At any time, I will be happy to assist you in completing the project, but we must all remember that it is your project. The responsibility for picking the topic, clarifying the issues, gathering the evidence, and doing the analysis is yours. I will help you to refine your ideas, to discover and circumvent any research pitfalls you may encounter, to put the finishing touches on your research design and to express your ideas more coherently, but I will not deny you the joy of discovering that you can do this kind of independent research.
The econometrics paper for this course will be developed through four phases during the semester.
Phase 1: Write a 1-2 page essay which poses a research question from any field of economics and develops a strategy for answering that question using regression analysis. The strategy will identify the dependent variable, set of explanatory variables, and the type of data required. This essay will serve as the student's proposal for the semester project. This first essay is due on Thursday 25 February.
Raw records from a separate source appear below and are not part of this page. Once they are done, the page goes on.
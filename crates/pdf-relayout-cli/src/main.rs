//! PDF Relayout CLI - Draw translated text over a PDF, keeping its layout.

use anyhow::{Context, Result};
use clap::Parser;
use indicatif::{ProgressBar, ProgressStyle};
use pdf_relayout_core::pdf::BackgroundStripper;
use pdf_relayout_core::{
    AppConfig, GhostscriptStripper, Lang, MuPdfLayoutProvider, PageLayout, PdfDocument,
    RelayoutInput, RelayoutPipeline, Stage,
};
use std::path::{Path, PathBuf};
use std::time::Duration;
use tracing::{info, warn, Level};
use tracing_subscriber::FmtSubscriber;

#[derive(Parser, Debug)]
#[command(name = "pdf-relayout")]
#[command(author, version, about = "Overlay translated text on a PDF, preserving its layout", long_about = None)]
struct Args {
    /// Input PDF file
    #[arg(required = true)]
    input: PathBuf,

    /// Output PDF file (default: input-<target>.pdf)
    #[arg(short, long)]
    output: Option<PathBuf>,

    /// Shell command translating stdin lines to stdout lines (overrides the API backend)
    #[arg(long, env = "PDF_RELAYOUT_TRANSLATOR_CMD")]
    translator_cmd: Option<String>,

    /// OpenAI API base URL
    #[arg(long, env = "OPENAI_API_BASE")]
    api_base: Option<String>,

    /// OpenAI API key
    #[arg(long, env = "OPENAI_API_KEY")]
    api_key: Option<String>,

    /// Model name for OpenAI-compatible API
    #[arg(long, env = "OPENAI_MODEL")]
    model: Option<String>,

    /// Source language code
    #[arg(short = 's', long)]
    source: Option<String>,

    /// Target language code
    #[arg(short = 't', long)]
    target: Option<String>,

    /// Remove the original text with Ghostscript before overlaying
    #[arg(long)]
    strip_text: bool,

    /// Paint a white box behind every translated line
    #[arg(long)]
    paint_white: bool,

    /// TrueType font for the overlay (default: built-in Helvetica)
    #[arg(long)]
    font_ttf: Option<PathBuf>,

    /// Abbreviation entry TOKEN=Full|Short (repeatable)
    #[arg(long = "abbr", value_name = "TOKEN=Full|Short")]
    abbreviations: Vec<String>,

    /// Expand abbreviations to their full form
    #[arg(long)]
    prefer_full_terms: bool,

    /// Vertical tolerance in points for merging fragments into lines
    #[arg(long)]
    merge_vtol: Option<f32>,

    /// Minimum font size when shrinking text to fit
    #[arg(long)]
    min_font: Option<f32>,

    /// Search grouping tolerance and minimum font size against a raster of the original
    #[arg(long)]
    auto_tune: bool,

    /// Read text geometry from a MuPDF stext.json instead of extracting it
    #[arg(long)]
    stext_json: Option<PathBuf>,

    /// Keep intermediate files (stripped PDF, items, overlay, rasters) here
    #[arg(long)]
    debug_dir: Option<PathBuf>,

    /// Config file path
    #[arg(short, long)]
    config: Option<PathBuf>,

    /// Disable the line cache
    #[arg(long)]
    no_cache: bool,

    /// Verbose output
    #[arg(short, long, action = clap::ArgAction::Count)]
    verbose: u8,
}

impl Args {
    /// Override config values with whatever was given on the command line
    fn apply(&self, config: &mut AppConfig) {
        if let Some(ref source) = self.source {
            config.source_lang = Lang::new(source);
        }
        if let Some(ref target) = self.target {
            config.target_lang = Lang::new(target);
        }

        if let Some(ref command) = self.translator_cmd {
            config.translator.command = Some(command.clone());
        }
        if let Some(ref api_base) = self.api_base {
            config.translator.api_base = api_base.clone();
        }
        if let Some(ref api_key) = self.api_key {
            config.translator.api_key = Some(api_key.clone());
        }
        if let Some(ref model) = self.model {
            config.translator.model = model.clone();
        }

        config.overlay.strip_text |= self.strip_text;
        config.overlay.paint_white_bg |= self.paint_white;
        if let Some(ref font) = self.font_ttf {
            config.overlay.font_path = Some(font.clone());
        }

        if !self.abbreviations.is_empty() {
            config.abbreviations.entries.extend(self.abbreviations.iter().cloned());
        }
        config.abbreviations.prefer_full |= self.prefer_full_terms;

        if let Some(v_tol) = self.merge_vtol {
            config.layout.v_tol = v_tol;
        }
        if let Some(min_font) = self.min_font {
            config.fit = config.fit.clone().with_min_size(min_font);
        }
        config.tune.enabled |= self.auto_tune;

        if self.no_cache {
            config.cache.enabled = false;
        }
    }

    fn output_path(&self, target: &Lang) -> PathBuf {
        self.output.clone().unwrap_or_else(|| {
            let stem = self
                .input
                .file_stem()
                .and_then(|s| s.to_str())
                .unwrap_or("output");
            self.input.with_file_name(format!("{stem}-{target}.pdf"))
        })
    }
}

/// Text geometry from a precomputed stext.json or from MuPDF directly
fn load_layout(args: &Args, doc: &PdfDocument) -> Result<PageLayout> {
    if let Some(ref path) = args.stext_json {
        info!("Reading layout from {}", path.display());
        let json = std::fs::read_to_string(path)
            .with_context(|| format!("Failed to read {}", path.display()))?;
        let mut layout = PageLayout::from_stext_json(&json).context("Failed to parse stext.json")?;
        if layout.page_sizes.len() < doc.page_count() {
            warn!(
                "stext.json covers {} of {} pages; using document page sizes",
                layout.page_sizes.len(),
                doc.page_count()
            );
            layout.page_sizes = doc.page_sizes().to_vec();
        }
        return Ok(layout);
    }

    let layout = MuPdfLayoutProvider::new()
        .extract_document(doc)
        .context("Failed to extract text layout")?;

    if let Some(ref dir) = args.debug_dir {
        let json = serde_json::to_string_pretty(&layout).context("Failed to serialize layout")?;
        std::fs::write(dir.join("layout.json"), json).context("Failed to write layout.json")?;
    }
    Ok(layout)
}

/// The document the overlay goes onto: the original, or a text-free copy
fn load_base(input: &Path, doc: &PdfDocument, strip: bool, work_dir: &Path) -> Result<Vec<u8>> {
    if !strip {
        return Ok(doc.bytes().to_vec());
    }

    let stripped = work_dir.join("base_stripped.pdf");
    info!("Stripping original text with Ghostscript");
    GhostscriptStripper::default()
        .strip(input, &stripped)
        .context("Failed to strip original text (is Ghostscript installed?)")?;
    std::fs::read(&stripped).with_context(|| format!("Failed to read {}", stripped.display()))
}

#[tokio::main]
async fn main() -> Result<()> {
    // Load .env file if present (before parsing args so env vars are available)
    dotenvy::dotenv().ok();

    let args = Args::parse();

    // Setup logging
    let log_level = match args.verbose {
        0 => Level::WARN,
        1 => Level::INFO,
        2 => Level::DEBUG,
        _ => Level::TRACE,
    };

    FmtSubscriber::builder()
        .with_max_level(log_level)
        .with_target(false)
        .init();

    // Load config, then let flags override it
    let mut config = if let Some(config_path) = &args.config {
        AppConfig::from_file(config_path).context("Failed to load config file")?
    } else {
        AppConfig::load().context("Failed to load configuration")?
    };
    args.apply(&mut config);

    // Intermediate files live in the debug dir when given, else in a temp dir
    let temp_dir = tempfile::tempdir().context("Failed to create temporary directory")?;
    let work_dir = match args.debug_dir {
        Some(ref dir) => {
            std::fs::create_dir_all(dir)
                .with_context(|| format!("Failed to create debug dir: {}", dir.display()))?;
            dir.clone()
        }
        None => temp_dir.path().to_path_buf(),
    };

    // Load input PDF
    info!("Loading PDF: {}", args.input.display());
    let doc = PdfDocument::from_file(&args.input)
        .with_context(|| format!("Failed to load PDF: {}", args.input.display()))?;
    info!("Document has {} pages", doc.page_count());

    let layout = load_layout(&args, &doc)?;
    if layout.is_empty() {
        anyhow::bail!(
            "No text found in {} (scanned documents need an OCR'd stext.json)",
            args.input.display()
        );
    }
    info!("Extracted {} text item(s)", layout.items.len());

    let base = load_base(&args.input, &doc, config.overlay.strip_text, &work_dir)?;

    let target = config.target_lang.clone();
    let mut pipeline = RelayoutPipeline::new(config).context("Failed to initialize pipeline")?;
    if args.debug_dir.is_some() {
        pipeline = pipeline.with_debug_dir(&work_dir);
    }

    // Stage spinner
    let pb = ProgressBar::new_spinner();
    // Template is hardcoded and valid, unwrap is safe
    #[allow(clippy::unwrap_used)]
    pb.set_style(
        ProgressStyle::default_spinner()
            .template("{spinner:.green} [{elapsed_precise}] {msg}")
            .unwrap(),
    );
    pb.enable_steady_tick(Duration::from_millis(120));
    let progress = |stage: Stage| pb.set_message(stage.to_string());

    let output = pipeline
        .relayout(
            RelayoutInput {
                layout: &layout,
                original: doc.bytes(),
                base: &base,
            },
            Some(&progress),
        )
        .await
        .context("Relayout failed")?;

    pb.finish_with_message("Relayout complete");

    if let Some(ref tune) = output.tune {
        info!(
            "Auto-tune chose v_tol={} min_font={} (score {:.4})",
            tune.v_tol, tune.min_font, tune.score
        );
    }

    let output_path = args.output_path(&target);
    std::fs::write(&output_path, &output.pdf)
        .with_context(|| format!("Failed to write output: {}", output_path.display()))?;

    // CLI output is intentional
    #[allow(clippy::print_stdout)]
    {
        println!("Translated PDF saved to: {}", output_path.display());
        println!("{}", output.overlay.report);
    }

    Ok(())
}

#[cfg(test)]
mod tests {
    use super::*;

    #[test]
    fn test_flags_override_config() {
        let args = Args::parse_from([
            "pdf-relayout",
            "in.pdf",
            "--translator-cmd",
            "cat",
            "-t",
            "de",
            "--strip-text",
            "--abbr",
            "DV=Devant|Dev.",
            "--prefer-full-terms",
            "--merge-vtol",
            "9",
            "--min-font",
            "8",
            "--auto-tune",
        ]);
        let mut config = AppConfig::default();
        args.apply(&mut config);

        assert_eq!(config.target_lang.as_str(), "de");
        assert_eq!(config.translator.command.as_deref(), Some("cat"));
        assert!(config.overlay.strip_text);
        assert_eq!(config.abbreviations.entries, vec!["DV=Devant|Dev."]);
        assert!(config.abbreviations.prefer_full);
        assert!((config.layout.v_tol - 9.0).abs() < f32::EPSILON);
        assert_eq!(config.fit.min_size_override, Some(8.0));
        assert!(config.tune.enabled);
    }

    #[test]
    fn test_default_output_path() {
        let args = Args::parse_from(["pdf-relayout", "/tmp/pattern.pdf"]);
        assert_eq!(
            args.output_path(&Lang::new("en")),
            PathBuf::from("/tmp/pattern-en.pdf")
        );
    }
}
Phase 2: Write a 4 page essay which identifies at least two papers published in academic journals or as part of a working paper series that use regression analysis to answer the specific research question of the author's choosing. For example, the papers might both investigate the factors that contribute to economic growth in developing countries. Your essay will review and critique these studies. In particular, your essay will identify the theoretical propositions tested in the papers, identify the dependent and independent variables, describe the data, and discuss any econometric problems and possible solutions. This second essay is due on Thursday 25 March.
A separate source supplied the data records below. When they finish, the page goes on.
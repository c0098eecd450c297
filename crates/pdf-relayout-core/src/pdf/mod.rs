mod document;
mod extract;
mod font;
mod merge;
mod overlay;
mod render;
mod strip;
mod traits;

pub use document::PdfDocument;
pub use extract::MuPdfLayoutProvider;
pub use font::{EmbeddedFont, OVERLAY_FONT_RESOURCE, OverlayFont};
pub use merge::LopdfMerger;
pub use overlay::{OverlayCompositor, OverlayDocument, OverlayOptions, OverlayReport};
pub use render::{MuPdfRasterizer, save_png};
pub use strip::GhostscriptStripper;
pub use traits::{BackgroundStripper, DocumentMerger, LayoutProvider, PageRasterizer};
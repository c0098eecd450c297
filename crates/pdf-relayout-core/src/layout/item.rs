//! Geometric line items and page sizes.
//!
//! All coordinates are PDF points with a **bottom-left origin** (y increases
//! upward). Boundary adapters that read top-left geometry (MuPDF, OCR) flip
//! it before constructing items.

use serde::{Deserialize, Serialize};

/// A4 portrait width in points, used when a page size is unusable.
pub const DEFAULT_PAGE_WIDTH: f32 = 595.2756;

/// A4 portrait height in points, used when a page size is unusable.
pub const DEFAULT_PAGE_HEIGHT: f32 = 841.8898;

/// Axis-aligned bounding box in page points (y-up)
#[derive(Debug, Clone, Copy, PartialEq, Serialize, Deserialize)]
pub struct BoundingBox {
    pub x0: f32,
    pub y0: f32,
    pub x1: f32,
    pub y1: f32,
}

impl BoundingBox {
    pub const fn new(x0: f32, y0: f32, x1: f32, y1: f32) -> Self {
        Self { x0, y0, x1, y1 }
    }

    pub fn width(&self) -> f32 {
        self.x1 - self.x0
    }

    pub fn height(&self) -> f32 {
        self.y1 - self.y0
    }

    /// Vertical center, the key used for line grouping.
    pub fn center_y(&self) -> f32 {
        (self.y0 + self.y1) / 2.0
    }

    /// Smallest box containing both.
    pub fn union(&self, other: &Self) -> Self {
        Self {
            x0: self.x0.min(other.x0),
            y0: self.y0.min(other.y0),
            x1: self.x1.max(other.x1),
            y1: self.y1.max(other.y1),
        }
    }

    /// Finite and non-degenerate (`x0 < x1`, `y0 < y1`).
    pub fn is_valid(&self) -> bool {
        [self.x0, self.y0, self.x1, self.y1]
            .iter()
            .all(|v| v.is_finite())
            && self.x0 < self.x1
            && self.y0 < self.y1
    }

    /// Convert a top-left-origin box into this y-up model.
    pub fn from_top_left(x0: f32, top: f32, x1: f32, bottom: f32, page_height: f32) -> Self {
        Self {
            x0,
            y0: page_height - bottom,
            x1,
            y1: page_height - top,
        }
    }

    /// Convert to array format [x0, y0, x1, y1]
    pub const fn as_array(self) -> [f32; 4] {
        [self.x0, self.y0, self.x1, self.y1]
    }
}

/// One unit of extracted text: a word, a line fragment or a whole line.
///
/// Items are never mutated; normalization produces new ones. `id` exists for
/// traceability only and is never used for ordering.
#[derive(Debug, Clone, PartialEq, Serialize, Deserialize)]
pub struct LineItem {
    /// 1-based page number
    pub page: u32,
    pub bbox: BoundingBox,
    pub font_size: f32,
    pub text: String,
    pub id: String,
}

impl LineItem {
    pub fn new(
        page: u32,
        bbox: BoundingBox,
        font_size: f32,
        text: impl Into<String>,
        id: impl Into<String>,
    ) -> Self {
        Self {
            page,
            bbox,
            font_size,
            text: text.into(),
            id: id.into(),
        }
    }

    /// Whether the item satisfies the data-model invariants.
    ///
    /// Boundary adapters drop items that fail this check.
    pub fn is_well_formed(&self) -> bool {
        self.page >= 1
            && self.bbox.is_valid()
            && self.font_size.is_finite()
            && self.font_size > 0.0
            && !self.text.trim().is_empty()
    }
}

/// Page dimensions in points
#[derive(Debug, Clone, Copy, PartialEq, Serialize, Deserialize)]
pub struct PageSize {
    pub width: f32,
    pub height: f32,
}

impl PageSize {
    pub const fn new(width: f32, height: f32) -> Self {
        Self { width, height }
    }

    pub const fn a4() -> Self {
        Self::new(DEFAULT_PAGE_WIDTH, DEFAULT_PAGE_HEIGHT)
    }

    pub fn is_degenerate(&self) -> bool {
        !(self.width.is_finite() && self.height.is_finite() && self.width > 0.0 && self.height > 0.0)
    }

    /// Return a usable size, substituting A4 for degenerate geometry.
    ///
    /// The boolean is `true` when a substitution happened.
    pub fn sanitized(self) -> (Self, bool) {
        if self.is_degenerate() {
            (Self::a4(), true)
        } else {
            (self, false)
        }
    }

    /// Look up the size of a 1-based page, if the list has one.
    pub fn for_page(sizes: &[Self], page: u32) -> Option<Self> {
        let index = usize::try_from(page).ok()?.checked_sub(1)?;
        sizes.get(index).copied()
    }
}

impl Default for PageSize {
    fn default() -> Self {
        Self::a4()
    }
}

/// Items and page sizes produced by a layout provider for one document.
#[derive(Debug, Clone, Default, PartialEq, Serialize, Deserialize)]
pub struct PageLayout {
    pub items: Vec<LineItem>,
    pub page_sizes: Vec<PageSize>,
}

impl PageLayout {
    pub const fn new(items: Vec<LineItem>, page_sizes: Vec<PageSize>) -> Self {
        Self { items, page_sizes }
    }

    pub fn is_empty(&self) -> bool {
        self.items.is_empty()
    }
}
//! Pairing of geometric items with their translations.
//!
//! The aligner only validates: translations are paired with items by
//! position, and a length mismatch means some upstream stage dropped,
//! split or merged lines. Repairing that here would silently place text at
//! the wrong coordinates, so it is always fatal.

use crate::error::{Error, Result};

use super::item::LineItem;

/// One item paired with its translated text.
#[derive(Debug, Clone, Copy, PartialEq)]
pub struct TranslatedLine<'a> {
    pub item: &'a LineItem,
    pub text: &'a str,
}

/// Check that `translated` has exactly one entry per item.
///
/// `stage` names the pipeline step for the error message.
pub fn check_alignment(stage: &'static str, expected: usize, actual: usize) -> Result<()> {
    if expected == actual {
        Ok(())
    } else {
        Err(Error::AlignmentMismatch {
            stage,
            expected,
            actual,
        })
    }
}

/// Pair each item with the translation at the same position.
///
/// No reordering, deduplication or text normalization happens here.
pub fn align<'a, S: AsRef<str>>(
    stage: &'static str,
    items: &'a [LineItem],
    translated: &'a [S],
) -> Result<Vec<TranslatedLine<'a>>> {
    check_alignment(stage, items.len(), translated.len())?;
    Ok(items
        .iter()
        .zip(translated)
        .map(|(item, text)| TranslatedLine {
            item,
            text: text.as_ref(),
        })
        .collect())
}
Phase 3: Write a 3-5 page essay which reports the results of your regression analysis. The essay should identify a specific research question, describe the data used to answer that question, present the results, and describe the empirical problems and methods used to correct those problems. After the first submission, students will present their results in class and obtain feedback from fellow students. This third essay is first due on Thursday 22 April.
Phase 4: Write a 10-15 page research paper which incorporates the edited material from the earlier three essays. This final paper is due by 4pm on Thursday 6 May.